SVM Model to Predict Human Death Domain Protein-Protein Interactions Based on Amino Acid Composition

Protein-Protein Interactions (PPIs) play crucial role in regulation of virtually all biological processes in any living system such as DNA transcription, replication, metabolic cycles and signaling cascades. The PPIs also play an important role in the complex process of cell death which occurs via apoptosis and necrosis in eukaryotic cells. The PPIs detection via high throughput experimental methods are time consuming, expensive and are generating huge amount of PPIs data. Therefore, there is need to develop computational methods to efficiently and accurately predict PPIs.
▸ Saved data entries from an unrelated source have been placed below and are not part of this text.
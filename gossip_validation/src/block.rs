use helper_functions::{accessors, misc, signing::SignForSingleFork as _};
use types::{
    object_root::ObjectRoot as _,
    phase0::{
        containers::{BeaconBlock, SignedBeaconBlock},
        primitives::H256,
    },
    preset::Preset,
};

use crate::{error::BlockError, validator::GossipValidator};

impl<P: Preset> GossipValidator<P> {
    /// Checks whether `signed_block` may be propagated and returns its root.
    ///
    /// The block still has to go through the full state transition before it can be imported.
    pub async fn validate_block(
        &self,
        signed_block: &SignedBeaconBlock,
    ) -> Result<H256, BlockError> {
        let SignedBeaconBlock {
            ref message,
            signature,
        } = *signed_block;

        let BeaconBlock {
            slot,
            proposer_index,
            parent_root,
            ..
        } = *message;

        let block_root = message.object_root();

        // > The block is from a slot greater than the latest finalized slot
        let finalized_epoch = self.fork_choice.finalized_checkpoint().epoch;
        let finalized_slot = misc::compute_start_slot_at_epoch::<P>(finalized_epoch);

        if slot <= finalized_slot {
            return Err(BlockError::WouldRevertFinalizedSlot {
                slot,
                finalized_slot,
            });
        }

        // > The block is not from a future slot (with a `MAXIMUM_GOSSIP_CLOCK_DISPARITY` allowance)
        let current_slot = self.clock.current_slot_with_gossip_disparity();

        if slot > current_slot {
            return Err(BlockError::FutureSlot { slot, current_slot });
        }

        if self.known_bad_blocks.contains(block_root) {
            return Err(BlockError::KnownBadBlock { block_root });
        }

        // > The block is the first block with valid signature received for the proposer for the
        // > slot
        if let Some(existing_block_root) =
            self.seen_block_proposers.block_root(slot, proposer_index)
        {
            return Err(BlockError::RepeatProposal {
                slot,
                proposer_index,
                existing_block_root,
            });
        }

        let state = self
            .state_regen
            .block_slot_state(parent_root, slot)
            .await
            .map_err(|error| BlockError::ParentUnknown { parent_root, error })?;

        // A proposer index outside the registry cannot have produced a valid signature.
        let Ok(public_key) = accessors::public_key(&state, proposer_index) else {
            return Err(BlockError::ProposalSignatureInvalid);
        };

        // > The proposer signature, `signed_beacon_block.signature`, is valid with respect to the
        // > `proposer_index` pubkey.
        let signature_set =
            message.signature_set(&self.config, &state, signature, vec![public_key]);

        if !self.verify_signature_sets(vec![signature_set]).await? {
            return Err(BlockError::ProposalSignatureInvalid);
        }

        // > The block is proposed by the expected `proposer_index` for the block's slot
        let expected = accessors::get_beacon_proposer_index(&state)?;

        if proposer_index != expected {
            // The root covers `proposer_index`, so no valid block can share it.
            self.known_bad_blocks.insert(block_root, slot);

            return Err(BlockError::IncorrectProposer {
                proposer_index,
                expected,
            });
        }

        if let Some(existing_block_root) =
            self.seen_block_proposers.insert(slot, proposer_index, block_root)
        {
            return Err(BlockError::RepeatProposal {
                slot,
                proposer_index,
                existing_block_root,
            });
        }

        Ok(block_root)
    }
}
use ethereum_types::H256;
use sha2::{Digest as _, Sha256};

#[inline]
#[must_use]
pub fn hash_bytes(bytes: impl AsRef<[u8]>) -> H256 {
    H256(Sha256::digest(bytes).into())
}

#[inline]
#[must_use]
pub fn hash_256(bytes: H256) -> H256 {
    hash_bytes(bytes)
}

#[inline]
#[must_use]
pub fn hash_256_8(a: H256, b: u8) -> H256 {
    Hasher::default().h256(a).u8(b).finish()
}

#[inline]
#[must_use]
pub fn hash_256_8_32(a: H256, b: u8, c: u32) -> H256 {
    Hasher::default().h256(a).u8(b).bytes(c.to_le_bytes()).finish()
}

#[inline]
#[must_use]
pub fn hash_256_64(a: H256, b: u64) -> H256 {
    Hasher::default().h256(a).u64(b).finish()
}

#[inline]
#[must_use]
pub fn hash_256_256(left: H256, right: H256) -> H256 {
    Hasher::default().h256(left).h256(right).finish()
}

// Only ever called with `SignatureBytes`, which lives in `types` and would create a cycle.
#[inline]
#[must_use]
pub fn hash_768(bytes: impl AsRef<[u8]>) -> H256 {
    let bytes = bytes.as_ref();
    debug_assert_eq!(bytes.len(), 96);
    hash_bytes(bytes)
}

/// Incremental SHA-256 over fixed-width little-endian fields.
///
/// Every field has a fixed width, so concatenation is unambiguous without length prefixes.
/// Variable-length data must be preceded by its length using [`Hasher::u64`].
#[derive(Default, Clone)]
pub struct Hasher(Sha256);

impl Hasher {
    #[must_use]
    pub fn u8(mut self, value: u8) -> Self {
        self.0.update([value]);
        self
    }

    #[must_use]
    pub fn u64(mut self, value: u64) -> Self {
        self.0.update(value.to_le_bytes());
        self
    }

    #[must_use]
    pub fn bool(self, value: bool) -> Self {
        self.u8(value.into())
    }

    #[must_use]
    pub fn h256(mut self, value: H256) -> Self {
        self.0.update(value.as_bytes());
        self
    }

    #[must_use]
    pub fn bytes(mut self, bytes: impl AsRef<[u8]>) -> Self {
        self.0.update(bytes);
        self
    }

    #[must_use]
    pub fn finish(self) -> H256 {
        H256(self.0.finalize().into())
    }
}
This study attempts to develop computational model for predicting human death domain PPIs. First, the protein primary sequences are encoded into descriptors based on amino acid composition of proteins which are monomers of protein. Then, the support vector machine and sequential minimal optimization of WEKA tool is employed to classify interacting and non interacting protein pairs. The various kernel functions were evaluated to build the model and it is observed that libSVM with linear kernel is found to be the best on the basis of performance measures. The validation has been performed by 10 fold cross validation technique. The optimum model gives us the accuracy of 76.47% in predicting human death domain protein-protein interactions. Such models can be useful in providing PPI information of death domain proteins which can be useful in understanding the molecular mechanisms involved in death of cells taking place due to ageing, programmed cell death and various diseases.